(EXERCISE INPUTS)

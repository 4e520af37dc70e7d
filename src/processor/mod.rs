mod admission;
mod rollout;

pub use admission::AdmissionProcessor;
pub use rollout::RolloutProcessor;
use std::collections::HashMap;
use std::sync::{Arc, Mutex, MutexGuard};
use std::time::Duration;

use tokio::sync::{OwnedSemaphorePermit, Semaphore};
use tokio::time::{sleep, Instant};

use modelfleet_core::{
    DeploymentStatus, DeploymentTerminalMessage, FailureKind, InstallAgent, VersionStatus,
};

use crate::{
    config::RolloutConfig,
    models::Deployment,
    services::{DeploymentService, ModelVersionService},
};

// Drives all active deployments: dispatches pending installs under a
// fleet-wide concurrency cap and requeues transient failures with backoff.
// Install permits are held from dispatch until the edge target's terminal
// callback is observed.
#[derive(Debug)]
pub struct RolloutProcessor {
    pub deployment_service: Arc<DeploymentService>,
    pub model_version_service: Arc<ModelVersionService>,
    pub install_agent: Arc<dyn InstallAgent>,
    pub config: RolloutConfig,

    semaphore: Arc<Semaphore>,
    in_flight: Mutex<HashMap<String, InFlightInstall>>,
    backoff_until: Mutex<HashMap<String, Instant>>,
}

// sequence is the row sequence at dispatch time: a pending deployment whose
// sequence moved was requeued behind our back and the old attempt is over
#[derive(Debug)]
struct InFlightInstall {
    sequence: i64,
    _permit: OwnedSemaphorePermit,
}

impl RolloutProcessor {
    pub fn new(
        deployment_service: Arc<DeploymentService>,
        model_version_service: Arc<ModelVersionService>,
        install_agent: Arc<dyn InstallAgent>,
        config: RolloutConfig,
    ) -> Self {
        let semaphore = Arc::new(Semaphore::new(config.max_concurrent_installs));

        Self {
            deployment_service,
            model_version_service,
            install_agent,
            config,
            semaphore,
            in_flight: Mutex::new(HashMap::new()),
            backoff_until: Mutex::new(HashMap::new()),
        }
    }

    pub async fn run(&self) {
        loop {
            if let Err(error) = self.tick().await {
                tracing::error!("rollout tick failed: {}", error);
            }

            sleep(self.config.rollout_tick).await;
        }
    }

    #[tracing::instrument(name = "processor::rollout::tick", skip(self))]
    pub async fn tick(&self) -> anyhow::Result<()> {
        self.release_finished().await?;
        self.schedule_automatic_retries().await?;
        self.requeue_elapsed_backoffs().await?;
        self.dispatch_pending().await?;

        Ok(())
    }

    // drop the install permit of every in-flight deployment whose attempt
    // ended since the last tick: terminal status, or requeued to pending
    // (manual retry between ticks) with a new sequence
    async fn release_finished(&self) -> anyhow::Result<()> {
        let tracked_installs: Vec<(String, i64)> = self
            .in_flight_locked()?
            .iter()
            .map(|(deployment_id, install)| (deployment_id.clone(), install.sequence))
            .collect();

        for (deployment_id, dispatched_sequence) in tracked_installs {
            let deployment = self.deployment_service.get_by_id(&deployment_id).await?;

            let finished = match &deployment {
                Some(deployment) => {
                    !deployment.is_active()
                        || (deployment.status == DeploymentStatus::Pending
                            && deployment.sequence != dispatched_sequence)
                }
                None => true,
            };

            if finished {
                self.in_flight_locked()?.remove(&deployment_id);
            }
        }

        Ok(())
    }

    async fn schedule_automatic_retries(&self) -> anyhow::Result<()> {
        let failed_deployments = self
            .deployment_service
            .get_by_status(DeploymentStatus::Failed)
            .await?;

        for deployment in failed_deployments {
            if deployment.failure_kind != Some(FailureKind::Transient) {
                continue;
            }

            if deployment.retry_count >= self.config.auto_retry_limit {
                continue;
            }

            let mut backoffs = self.backoff_locked()?;
            if backoffs.contains_key(&deployment.id) {
                continue;
            }

            let backoff_index = deployment.retry_count.max(0) as usize;
            let delay = self
                .config
                .auto_retry_backoff
                .get(backoff_index)
                .or_else(|| self.config.auto_retry_backoff.last())
                .copied()
                .unwrap_or(Duration::ZERO);

            backoffs.insert(deployment.id.clone(), Instant::now() + delay);

            tracing::info!(
                "deployment {} failed transiently, automatic retry {} in {:?}",
                deployment.id,
                deployment.retry_count + 1,
                delay
            );
        }

        Ok(())
    }

    async fn requeue_elapsed_backoffs(&self) -> anyhow::Result<()> {
        let now = Instant::now();
        let elapsed_ids: Vec<String> = self
            .backoff_locked()?
            .iter()
            .filter(|(_, deadline)| **deadline <= now)
            .map(|(deployment_id, _)| deployment_id.clone())
            .collect();

        for deployment_id in elapsed_ids {
            self.backoff_locked()?.remove(&deployment_id);

            match self
                .deployment_service
                .requeue_transient(&deployment_id, &None)
                .await
            {
                Ok(Some(deployment)) => {
                    tracing::info!(
                        "deployment {} automatically requeued (retry {})",
                        deployment.id,
                        deployment.retry_count
                    );
                }
                Ok(None) => {}
                Err(error) => {
                    tracing::error!(
                        "automatic requeue of deployment {} failed: {}",
                        deployment_id,
                        error
                    );
                }
            }
        }

        Ok(())
    }

    async fn dispatch_pending(&self) -> anyhow::Result<()> {
        let mut pending_deployments = self
            .deployment_service
            .get_by_status(DeploymentStatus::Pending)
            .await?;
        pending_deployments.sort_by(|left, right| left.scheduled_at.cmp(&right.scheduled_at));

        for deployment in pending_deployments {
            if self.in_flight_locked()?.contains_key(&deployment.id) {
                continue;
            }

            let permit = match Arc::clone(&self.semaphore).try_acquire_owned() {
                Ok(permit) => permit,
                // fleet-wide install capacity exhausted, try again next tick
                Err(_) => break,
            };

            if self.begin_install(&deployment).await? {
                self.in_flight_locked()?.insert(
                    deployment.id.clone(),
                    InFlightInstall {
                        sequence: deployment.sequence,
                        _permit: permit,
                    },
                );
            }
        }

        Ok(())
    }

    // true when the install command was handed to the edge agent and the
    // permit must be held until the terminal callback
    async fn begin_install(&self, deployment: &Deployment) -> anyhow::Result<bool> {
        let version = self
            .model_version_service
            .get_by_id(&deployment.model_version_id)
            .await?;

        let version = match version {
            Some(version) => version,
            None => {
                self.fail_deployment(
                    deployment,
                    "model version no longer exists",
                    FailureKind::Permanent,
                )
                .await?;
                return Ok(false);
            }
        };

        // re-checked at dispatch time: a version deprecated after scheduling
        // must not reach the fleet
        if version.status != VersionStatus::Released {
            self.fail_deployment(
                deployment,
                &format!(
                    "model version {} is {}, not released",
                    version.id, version.status
                ),
                FailureKind::Permanent,
            )
            .await?;
            return Ok(false);
        }

        let model_file_url = match &version.model_file_url {
            Some(model_file_url) => model_file_url.clone(),
            None => {
                self.fail_deployment(
                    deployment,
                    &format!("model version {} has no artifact", version.id),
                    FailureKind::Permanent,
                )
                .await?;
                return Ok(false);
            }
        };

        match self
            .install_agent
            .begin_install(&deployment.clone().into(), &model_file_url)
            .await
        {
            Ok(()) => {
                tracing::info!(
                    "install of version {} dispatched to target {} (deployment {})",
                    version.id,
                    deployment.target_id,
                    deployment.id
                );
                Ok(true)
            }
            Err(error) => {
                // unreachable target: transient, handled by the automatic
                // retry path
                self.fail_deployment(
                    deployment,
                    &format!("install dispatch failed: {}", error),
                    FailureKind::Transient,
                )
                .await?;
                Ok(false)
            }
        }
    }

    async fn fail_deployment(
        &self,
        deployment: &Deployment,
        message: &str,
        failure_kind: FailureKind,
    ) -> anyhow::Result<()> {
        tracing::warn!("deployment {} failed: {}", deployment.id, message);

        self.deployment_service
            .report_terminal(
                DeploymentTerminalMessage {
                    deployment_id: deployment.id.clone(),
                    status: DeploymentStatus::Failed,
                    error_message: Some(message.to_string()),
                    failure_kind: Some(failure_kind),
                },
                &None,
            )
            .await?;

        Ok(())
    }

    fn in_flight_locked(&self) -> anyhow::Result<MutexGuard<HashMap<String, InFlightInstall>>> {
        match self.in_flight.lock() {
            Ok(locked_in_flight) => Ok(locked_in_flight),
            Err(_) => Err(anyhow::anyhow!("failed to acquire lock")),
        }
    }

    fn backoff_locked(&self) -> anyhow::Result<MutexGuard<HashMap<String, Instant>>> {
        match self.backoff_until.lock() {
            Ok(locked_backoffs) => Ok(locked_backoffs),
            Err(_) => Err(anyhow::anyhow!("failed to acquire lock")),
        }
    }
}
mod deployment;
mod edge_target;
mod model_version;
mod training_job;

pub use deployment::DeploymentService;
pub use edge_target::EdgeTargetService;
pub use model_version::ModelVersionService;
pub use training_job::TrainingJobService;
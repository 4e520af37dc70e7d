use async_trait::async_trait;
use std::{
    collections::HashMap,
    sync::{Arc, Mutex, MutexGuard},
};

use crate::{
    models::ModelVersion,
    persistence::{ModelVersionPersistence, PersistableModel, Persistence},
};

#[derive(Debug)]
pub struct ModelVersionMemoryPersistence {
    models: Arc<Mutex<HashMap<String, ModelVersion>>>,
}

#[async_trait]
impl Persistence<ModelVersion> for ModelVersionMemoryPersistence {
    async fn create(&self, version: &ModelVersion) -> anyhow::Result<String> {
        let mut locked_versions = self.get_models_locked()?;

        locked_versions.insert(version.get_id(), version.clone());

        Ok(version.get_id())
    }

    async fn update(&self, version: &ModelVersion) -> anyhow::Result<u64> {
        let mut locked_versions = self.get_models_locked()?;

        match locked_versions.get(&version.get_id()) {
            Some(existing) if existing.get_sequence() == version.get_sequence() => {
                let mut updated_version = version.clone();
                updated_version.set_sequence(version.get_sequence() + 1);
                locked_versions.insert(updated_version.get_id(), updated_version);

                Ok(1)
            }
            _ => Ok(0),
        }
    }

    async fn get_by_id(&self, version_id: &str) -> anyhow::Result<Option<ModelVersion>> {
        let locked_versions = self.get_models_locked()?;

        match locked_versions.get(version_id) {
            Some(fetched_version) => Ok(Some(fetched_version.clone())),
            None => Ok(None),
        }
    }

    async fn list(&self) -> anyhow::Result<Vec<ModelVersion>> {
        let locked_versions = self.get_models_locked()?;

        let versions = locked_versions.values().cloned().collect();

        Ok(versions)
    }
}

#[async_trait]
impl ModelVersionPersistence for ModelVersionMemoryPersistence {
    async fn get_by_module(&self, ai_module: &str) -> anyhow::Result<Vec<ModelVersion>> {
        let locked_versions = self.get_models_locked()?;

        let mut versions_for_module = Vec::new();
        for version in locked_versions.values() {
            if version.ai_module == ai_module {
                versions_for_module.push(version.clone());
            }
        }

        Ok(versions_for_module)
    }

    async fn get_by_module_and_version(
        &self,
        ai_module: &str,
        version: &str,
    ) -> anyhow::Result<Option<ModelVersion>> {
        let locked_versions = self.get_models_locked()?;

        for candidate in locked_versions.values() {
            if candidate.ai_module == ai_module && candidate.version == version {
                return Ok(Some(candidate.clone()));
            }
        }

        Ok(None)
    }
}

impl ModelVersionMemoryPersistence {
    fn get_models_locked(&self) -> anyhow::Result<MutexGuard<HashMap<String, ModelVersion>>> {
        match self.models.lock() {
            Ok(locked_versions) => Ok(locked_versions),
            Err(_) => Err(anyhow::anyhow!("failed to acquire lock")),
        }
    }
}

impl Default for ModelVersionMemoryPersistence {
    fn default() -> Self {
        Self {
            models: Arc::new(Mutex::new(HashMap::new())),
        }
    }
}
mod deployment;
mod edge_target;
mod model_version;
mod training_job;

pub use deployment::Deployment;
pub use edge_target::EdgeTarget;
pub use model_version::ModelVersion;
pub use training_job::TrainingJob;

(WHAT IS BEING ASKED) Go through the entries above and report every line in which the word "sleep" appears.

(ANSWER SECTION)
use tokio::time::{sleep, Instant};
            sleep(self.config.rollout_tick).await;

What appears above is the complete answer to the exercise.